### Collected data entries
--------------------
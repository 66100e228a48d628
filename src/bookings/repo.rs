use serde::{Deserialize, Serialize};
use sqlx::{FromRow, PgExecutor};
use time::PrimitiveDateTime;

/// Lifecycle status persisted per booking. CANCELED is reserved in the
/// schema but never produced by the engine; all non-WAITING states are
/// terminal.
#[derive(Debug, Clone, Copy, PartialEq, Eq, Serialize, Deserialize, sqlx::Type)]
#[sqlx(type_name = "booking_status", rename_all = "UPPERCASE")]
#[serde(rename_all = "UPPERCASE")]
pub enum BookingStatus {
    Waiting,
    Approved,
    Rejected,
    Canceled,
}

/// Plain `bookings` table row, used by the overlap and last/next queries.
#[derive(Debug, Clone, FromRow)]
pub struct BookingRecord {
    pub id: i64,
    pub item_id: i64,
    pub booker_id: i64,
    pub start_date: PrimitiveDateTime,
    pub end_date: PrimitiveDateTime,
    pub status: BookingStatus,
}

/// Booking joined with its booker and item, the shape every view is built
/// from.
#[derive(Debug, Clone, FromRow)]
pub struct BookingDetailsRow {
    pub id: i64,
    pub start_date: PrimitiveDateTime,
    pub end_date: PrimitiveDateTime,
    pub status: BookingStatus,
    pub booker_id: i64,
    pub booker_name: String,
    pub booker_email: String,
    pub item_id: i64,
    pub item_name: String,
    pub item_description: String,
    pub item_available: bool,
    pub item_owner_id: i64,
    pub item_request_id: Option<i64>,
}

const SELECT_DETAILS: &str = r#"
    SELECT b.id, b.start_date, b.end_date, b.status,
           u.id AS booker_id, u.name AS booker_name, u.email AS booker_email,
           i.id AS item_id, i.name AS item_name, i.description AS item_description,
           i.available AS item_available, i.owner_id AS item_owner_id,
           i.request_id AS item_request_id
    FROM bookings b
    JOIN users u ON u.id = b.booker_id
    JOIN items i ON i.id = b.item_id
"#;

// Listings order by start descending, greater id first on ties.
const ORDER_PAGE: &str = "ORDER BY b.start_date DESC, b.id DESC LIMIT $2 OFFSET $3";

pub async fn insert(
    ex: impl PgExecutor<'_>,
    item_id: i64,
    booker_id: i64,
    start: PrimitiveDateTime,
    end: PrimitiveDateTime,
    status: BookingStatus,
) -> Result<i64, sqlx::Error> {
    let (id,): (i64,) = sqlx::query_as(
        r#"
        INSERT INTO bookings (item_id, booker_id, start_date, end_date, status)
        VALUES ($1, $2, $3, $4, $5)
        RETURNING id
        "#,
    )
    .bind(item_id)
    .bind(booker_id)
    .bind(start)
    .bind(end)
    .bind(status)
    .fetch_one(ex)
    .await?;
    Ok(id)
}

pub async fn find_by_id(
    ex: impl PgExecutor<'_>,
    id: i64,
) -> Result<Option<BookingDetailsRow>, sqlx::Error> {
    let sql = format!("{SELECT_DETAILS} WHERE b.id = $1");
    sqlx::query_as::<_, BookingDetailsRow>(&sql)
        .bind(id)
        .fetch_optional(ex)
        .await
}

pub async fn find_status(
    ex: impl PgExecutor<'_>,
    id: i64,
) -> Result<Option<BookingStatus>, sqlx::Error> {
    let row: Option<(BookingStatus,)> = sqlx::query_as("SELECT status FROM bookings WHERE id = $1")
        .bind(id)
        .fetch_optional(ex)
        .await?;
    Ok(row.map(|(s,)| s))
}

pub async fn set_status(
    ex: impl PgExecutor<'_>,
    id: i64,
    status: BookingStatus,
) -> Result<(), sqlx::Error> {
    sqlx::query("UPDATE bookings SET status = $2 WHERE id = $1")
        .bind(id)
        .bind(status)
        .execute(ex)
        .await?;
    Ok(())
}

// --- by-booker listings, one typed query per state case ---

pub async fn by_booker_all(
    ex: impl PgExecutor<'_>,
    booker_id: i64,
    limit: i64,
    offset: i64,
) -> Result<Vec<BookingDetailsRow>, sqlx::Error> {
    let sql = format!("{SELECT_DETAILS} WHERE b.booker_id = $1 {ORDER_PAGE}");
    sqlx::query_as::<_, BookingDetailsRow>(&sql)
        .bind(booker_id)
        .bind(limit)
        .bind(offset)
        .fetch_all(ex)
        .await
}

pub async fn by_booker_current(
    ex: impl PgExecutor<'_>,
    booker_id: i64,
    now: PrimitiveDateTime,
    limit: i64,
    offset: i64,
) -> Result<Vec<BookingDetailsRow>, sqlx::Error> {
    let sql = format!(
        "{SELECT_DETAILS} WHERE b.booker_id = $1 \
         AND b.start_date <= $4 AND b.end_date >= $4 {ORDER_PAGE}"
    );
    sqlx::query_as::<_, BookingDetailsRow>(&sql)
        .bind(booker_id)
        .bind(limit)
        .bind(offset)
        .bind(now)
        .fetch_all(ex)
        .await
}

pub async fn by_booker_past(
    ex: impl PgExecutor<'_>,
    booker_id: i64,
    now: PrimitiveDateTime,
    limit: i64,
    offset: i64,
) -> Result<Vec<BookingDetailsRow>, sqlx::Error> {
    let sql = format!("{SELECT_DETAILS} WHERE b.booker_id = $1 AND b.end_date < $4 {ORDER_PAGE}");
    sqlx::query_as::<_, BookingDetailsRow>(&sql)
        .bind(booker_id)
        .bind(limit)
        .bind(offset)
        .bind(now)
        .fetch_all(ex)
        .await
}

pub async fn by_booker_future(
    ex: impl PgExecutor<'_>,
    booker_id: i64,
    now: PrimitiveDateTime,
    limit: i64,
    offset: i64,
) -> Result<Vec<BookingDetailsRow>, sqlx::Error> {
    let sql = format!("{SELECT_DETAILS} WHERE b.booker_id = $1 AND b.start_date > $4 {ORDER_PAGE}");
    sqlx::query_as::<_, BookingDetailsRow>(&sql)
        .bind(booker_id)
        .bind(limit)
        .bind(offset)
        .bind(now)
        .fetch_all(ex)
        .await
}

pub async fn by_booker_status(
    ex: impl PgExecutor<'_>,
    booker_id: i64,
    status: BookingStatus,
    limit: i64,
    offset: i64,
) -> Result<Vec<BookingDetailsRow>, sqlx::Error> {
    let sql = format!("{SELECT_DETAILS} WHERE b.booker_id = $1 AND b.status = $4 {ORDER_PAGE}");
    sqlx::query_as::<_, BookingDetailsRow>(&sql)
        .bind(booker_id)
        .bind(limit)
        .bind(offset)
        .bind(status)
        .fetch_all(ex)
        .await
}

// --- by-owner listings ---

pub async fn by_owner_all(
    ex: impl PgExecutor<'_>,
    owner_id: i64,
    limit: i64,
    offset: i64,
) -> Result<Vec<BookingDetailsRow>, sqlx::Error> {
    let sql = format!("{SELECT_DETAILS} WHERE i.owner_id = $1 {ORDER_PAGE}");
    sqlx::query_as::<_, BookingDetailsRow>(&sql)
        .bind(owner_id)
        .bind(limit)
        .bind(offset)
        .fetch_all(ex)
        .await
}

pub async fn by_owner_current(
    ex: impl PgExecutor<'_>,
    owner_id: i64,
    now: PrimitiveDateTime,
    limit: i64,
    offset: i64,
) -> Result<Vec<BookingDetailsRow>, sqlx::Error> {
    let sql = format!(
        "{SELECT_DETAILS} WHERE i.owner_id = $1 \
         AND b.start_date <= $4 AND b.end_date >= $4 {ORDER_PAGE}"
    );
    sqlx::query_as::<_, BookingDetailsRow>(&sql)
        .bind(owner_id)
        .bind(limit)
        .bind(offset)
        .bind(now)
        .fetch_all(ex)
        .await
}

pub async fn by_owner_past(
    ex: impl PgExecutor<'_>,
    owner_id: i64,
    now: PrimitiveDateTime,
    limit: i64,
    offset: i64,
) -> Result<Vec<BookingDetailsRow>, sqlx::Error> {
    let sql = format!("{SELECT_DETAILS} WHERE i.owner_id = $1 AND b.end_date < $4 {ORDER_PAGE}");
    sqlx::query_as::<_, BookingDetailsRow>(&sql)
        .bind(owner_id)
        .bind(limit)
        .bind(offset)
        .bind(now)
        .fetch_all(ex)
        .await
}

pub async fn by_owner_future(
    ex: impl PgExecutor<'_>,
    owner_id: i64,
    now: PrimitiveDateTime,
    limit: i64,
    offset: i64,
) -> Result<Vec<BookingDetailsRow>, sqlx::Error> {
    let sql = format!("{SELECT_DETAILS} WHERE i.owner_id = $1 AND b.start_date > $4 {ORDER_PAGE}");
    sqlx::query_as::<_, BookingDetailsRow>(&sql)
        .bind(owner_id)
        .bind(limit)
        .bind(offset)
        .bind(now)
        .fetch_all(ex)
        .await
}

pub async fn by_owner_status(
    ex: impl PgExecutor<'_>,
    owner_id: i64,
    status: BookingStatus,
    limit: i64,
    offset: i64,
) -> Result<Vec<BookingDetailsRow>, sqlx::Error> {
    let sql = format!("{SELECT_DETAILS} WHERE i.owner_id = $1 AND b.status = $4 {ORDER_PAGE}");
    sqlx::query_as::<_, BookingDetailsRow>(&sql)
        .bind(owner_id)
        .bind(limit)
        .bind(offset)
        .bind(status)
        .fetch_all(ex)
        .await
}

// --- invariant and projection queries ---

/// APPROVED bookings of the item whose half-open interval `[start, end)`
/// overlaps the given one.
pub async fn find_overlapping(
    ex: impl PgExecutor<'_>,
    item_id: i64,
    start: PrimitiveDateTime,
    end: PrimitiveDateTime,
) -> Result<Vec<BookingRecord>, sqlx::Error> {
    sqlx::query_as::<_, BookingRecord>(
        r#"
        SELECT id, item_id, booker_id, start_date, end_date, status
        FROM bookings
        WHERE item_id = $1
          AND status = 'APPROVED'
          AND start_date < $3
          AND end_date > $2
        "#,
    )
    .bind(item_id)
    .bind(start)
    .bind(end)
    .fetch_all(ex)
    .await
}

/// Most recently ended APPROVED booking before `now`; greatest id on ties.
pub async fn find_last(
    ex: impl PgExecutor<'_>,
    item_id: i64,
    now: PrimitiveDateTime,
) -> Result<Option<BookingRecord>, sqlx::Error> {
    sqlx::query_as::<_, BookingRecord>(
        r#"
        SELECT id, item_id, booker_id, start_date, end_date, status
        FROM bookings
        WHERE item_id = $1 AND status = 'APPROVED' AND end_date < $2
        ORDER BY end_date DESC, id DESC
        LIMIT 1
        "#,
    )
    .bind(item_id)
    .bind(now)
    .fetch_optional(ex)
    .await
}

/// Earliest APPROVED booking starting strictly after `now`; least id on
/// ties.
pub async fn find_next(
    ex: impl PgExecutor<'_>,
    item_id: i64,
    now: PrimitiveDateTime,
) -> Result<Option<BookingRecord>, sqlx::Error> {
    sqlx::query_as::<_, BookingRecord>(
        r#"
        SELECT id, item_id, booker_id, start_date, end_date, status
        FROM bookings
        WHERE item_id = $1 AND status = 'APPROVED' AND start_date > $2
        ORDER BY start_date ASC, id ASC
        LIMIT 1
        "#,
    )
    .bind(item_id)
    .bind(now)
    .fetch_optional(ex)
    .await
}

/// Batched last-booking projection, one row per item at most.
pub async fn find_last_for(
    ex: impl PgExecutor<'_>,
    item_ids: &[i64],
    now: PrimitiveDateTime,
) -> Result<Vec<BookingRecord>, sqlx::Error> {
    sqlx::query_as::<_, BookingRecord>(
        r#"
        SELECT DISTINCT ON (item_id)
               id, item_id, booker_id, start_date, end_date, status
        FROM bookings
        WHERE item_id = ANY($1) AND status = 'APPROVED' AND end_date < $2
        ORDER BY item_id, end_date DESC, id DESC
        "#,
    )
    .bind(item_ids)
    .bind(now)
    .fetch_all(ex)
    .await
}

/// Batched next-booking projection, one row per item at most.
pub async fn find_next_for(
    ex: impl PgExecutor<'_>,
    item_ids: &[i64],
    now: PrimitiveDateTime,
) -> Result<Vec<BookingRecord>, sqlx::Error> {
    sqlx::query_as::<_, BookingRecord>(
        r#"
        SELECT DISTINCT ON (item_id)
               id, item_id, booker_id, start_date, end_date, status
        FROM bookings
        WHERE item_id = ANY($1) AND status = 'APPROVED' AND start_date > $2
        ORDER BY item_id, start_date ASC, id ASC
        "#,
    )
    .bind(item_ids)
    .bind(now)
    .fetch_all(ex)
    .await
}

/// APPROVED bookings the booker holds on the item. The caller applies the
/// temporal half of the comment eligibility rule.
pub async fn approved_for_booker_and_item(
    ex: impl PgExecutor<'_>,
    booker_id: i64,
    item_id: i64,
) -> Result<Vec<BookingRecord>, sqlx::Error> {
    sqlx::query_as::<_, BookingRecord>(
        r#"
        SELECT id, item_id, booker_id, start_date, end_date, status
        FROM bookings
        WHERE booker_id = $1 AND item_id = $2 AND status = 'APPROVED'
        "#,
    )
    .bind(booker_id)
    .bind(item_id)
    .fetch_all(ex)
    .await
}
--------------------
"queries" is the word to look for; copy every line of the data that has it.

/// Plain `bookings` table row, used by the overlap and last/next queries.
// --- invariant and projection queries ---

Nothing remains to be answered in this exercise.